Alourdi par ce constat, chamboulé par les mots et les actes de la jeune femme, Hassan s'était détaché d'elle à nouveau et lui avait tourné le dos quelques instants pour s'approcher du téléphone et se saisir d'un post-it et d'un stylo sur lequel il avait rapidement griffonné le numéro d'Enzo. « Tiens, c'est le numéro d'une de mes connaissances, il travaille pour la police. On n'est pas en excellents termes en ce moment, mais c'est quelqu'un de confiance. Appelle-le de ma part si tu te sens en danger, ou si tu as le moindre souci ... il t'aidera. » Ce n'était pas un mauvais bougre, Enzo, c'était même un gars sûr, quand bien même sa dernière entrevue avec lui n'avait pas laissé à Hassan un souvenir très plaisant, acceptant mal d'être injustement considéré comme un criminel pour ce qu'il estimait n'être qu'une petite bêtise. « Et si ... si vraiment tu ne te sens pas en sécurité chez toi, je vais laisser les clefs d'ici au voisin du 24, alors ... enfin, je sais que cette maison ressemble encore un peu à un no man's land, j'ai pas vraiment le temps de m'occuper de l'emménagement avant mon retour, mais ça reste un toit au-dessus de la tête. » Ce n'était pas tant de culpabilité que de crainte qu'Hassan tentait de lui offrir des alternatives, la crainte de ce qui serait susceptible d'arriver à Joanne durant son absence à la fois concernant les sautes d'umeur de son fiancé, mais également la crainte de ce désespoir latent qu'il pensait avoir perçu dans son regard et qu'il ne connaissait que trop bien, pour en avoir lui-même été victime.
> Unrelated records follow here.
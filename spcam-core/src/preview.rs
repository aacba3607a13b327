//! Bounded live-preview queue.
//!
//! One producer (the receive task) and any number of consumers. When
//! the queue is full the oldest frame is evicted, so the producer never
//! waits on a slow viewer.

use std::collections::VecDeque;
use std::time::Duration;

use bytes::Bytes;
use parking_lot::Mutex;
use tokio::sync::Notify;

/// Capacity used when none is configured.
pub const DEFAULT_PREVIEW_CAPACITY: usize = 30;

#[derive(Debug)]
pub struct PreviewQueue {
    frames: Mutex<VecDeque<Bytes>>,
    capacity: usize,
    notify: Notify,
}

impl PreviewQueue {
    /// Create a queue holding at most `capacity` frames (minimum 1).
    pub fn new(capacity: usize) -> Self {
        let capacity = capacity.max(1);
        Self {
            frames: Mutex::new(VecDeque::with_capacity(capacity)),
            capacity,
            notify: Notify::new(),
        }
    }

    pub fn capacity(&self) -> usize {
        self.capacity
    }

    pub fn len(&self) -> usize {
        self.frames.lock().len()
    }

    pub fn is_empty(&self) -> bool {
        self.frames.lock().is_empty()
    }

    /// Offer a frame, evicting the oldest one if the queue is full.
    ///
    /// Returns the evicted frame, if any. Never blocks.
    pub fn push(&self, frame: Bytes) -> Option<Bytes> {
        let evicted = {
            let mut frames = self.frames.lock();
            let evicted = if frames.len() >= self.capacity {
                frames.pop_front()
            } else {
                None
            };
            frames.push_back(frame);
            evicted
        };
        self.notify.notify_one();
        evicted
    }

    /// Take the oldest frame without waiting.
    pub fn try_pop(&self) -> Option<Bytes> {
        self.frames.lock().pop_front()
    }

    /// Wait up to `timeout` for the next frame.
    ///
    /// `None` means nothing arrived in time; callers simply retry.
    pub async fn pop_timeout(&self, timeout: Duration) -> Option<Bytes> {
        let deadline = tokio::time::Instant::now() + timeout;
        loop {
            let notified = self.notify.notified();
            if let Some(frame) = self.try_pop() {
                return Some(frame);
            }
            if tokio::time::timeout_at(deadline, notified).await.is_err() {
                return self.try_pop();
            }
        }
    }
}

impl Default for PreviewQueue {
    fn default() -> Self {
        Self::new(DEFAULT_PREVIEW_CAPACITY)
    }
}

// ── Tests ────────────────────────────────────────────────────────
I believe in the lost possibilities you can see. And I believe that the darkness reminds us where light can be. I know that your heart is still beating, beating darling. I believe that you fell so you can land next to me. ‘Cause I have been where you are before. And I have felt the pain of losing who you are. And I have died so many times, but I am still alive
Joanne avait cette énorme appréhension, qu'Hassan parte à nouveau. Il y avait effectivement comme un sentiment de déjà-vu. Une fois que les papiers de divorce étaient signés, il avait complètement disparu. Même s'il lui avait avoué la raison de leur séparation, elle ne savait pas où il était allé, s'il avait quitté Brisbane ou pas. Cette fois-ci, elle savait quelle était sa destination. Et quand bien même, ça l'angoissait énormément. Malgré les circonstances, ils avaient fini par se rapprocher. Ils n'avaient peut-être pas retrouvé leur complicité d'avant, mais une bride, un semblant qui avait manqué à Joanne. "Alors, dis-moi pourquoi." lui répondit-elle, les yeux brillants. Il fut un temps où ils n'avaient aucun soucis pour se confier l'un à l'autre. Où chaque parole confié soulageait et apaisait peut-être un tension qui n'avait pas lieu d'être, si tension il y avait. Elle venait de s'ouvrir à lui, d'apprendre quelque chose qu'elle aurait certainement préféré gardé pour elle jusqu'à attendre que les bleus ne disparaissent, et faire comme si de rien n'était. Joanne ne comprenait pas pourquoi son ex-mari se montrait réfractaire de lui dire pourquoi il voulait tant quitter Brisbane pendant quelques temps. Il jugea bon de lui rappeler qu'elle pouvait l'appeler n'importe quand si elle en ressentait le besoin. "Je ne voudrais pas te déranger pendant tes heures de cours." dit-elle tout bas d'un air gêné. Elle n'aurait aucune idée de ses horaires, et il la connaissait suffisamment pour savoir que c'était bien son genre, de ne pas oser appeler de peur d'interrompre un de ses cours. Cela rappelait à Joanne ces quelques fois où elle s'immisçait dans l'amphithéâtre lors de la dernière heure de cours d'une journée pour Hassan, juste pour le plaisir de l'écouter et de le rejoindre près de son bureau une fois que tous les étudiants étaient partis. Joanne était perplexe lorsqu'elle l'entendait dire qu'il ne partait pas pour oublier. "Mais... on se parlera toujours quand tu reviendras ?" demanda-t-elle. Elle haussa timidement les épaules. "Je sais que nos rapports ne sont pas au beau fixe depuis que nous nous sommes retrouvés, mais..." Joanne fit une courte pause, tentant de trouver correctement ses mots. "J'aimerais toujours faire partie de ta vie, même si je en arrière-plan, ou juste une ombre." Elle s'en contentera, et elle respecterait avant tout son choix.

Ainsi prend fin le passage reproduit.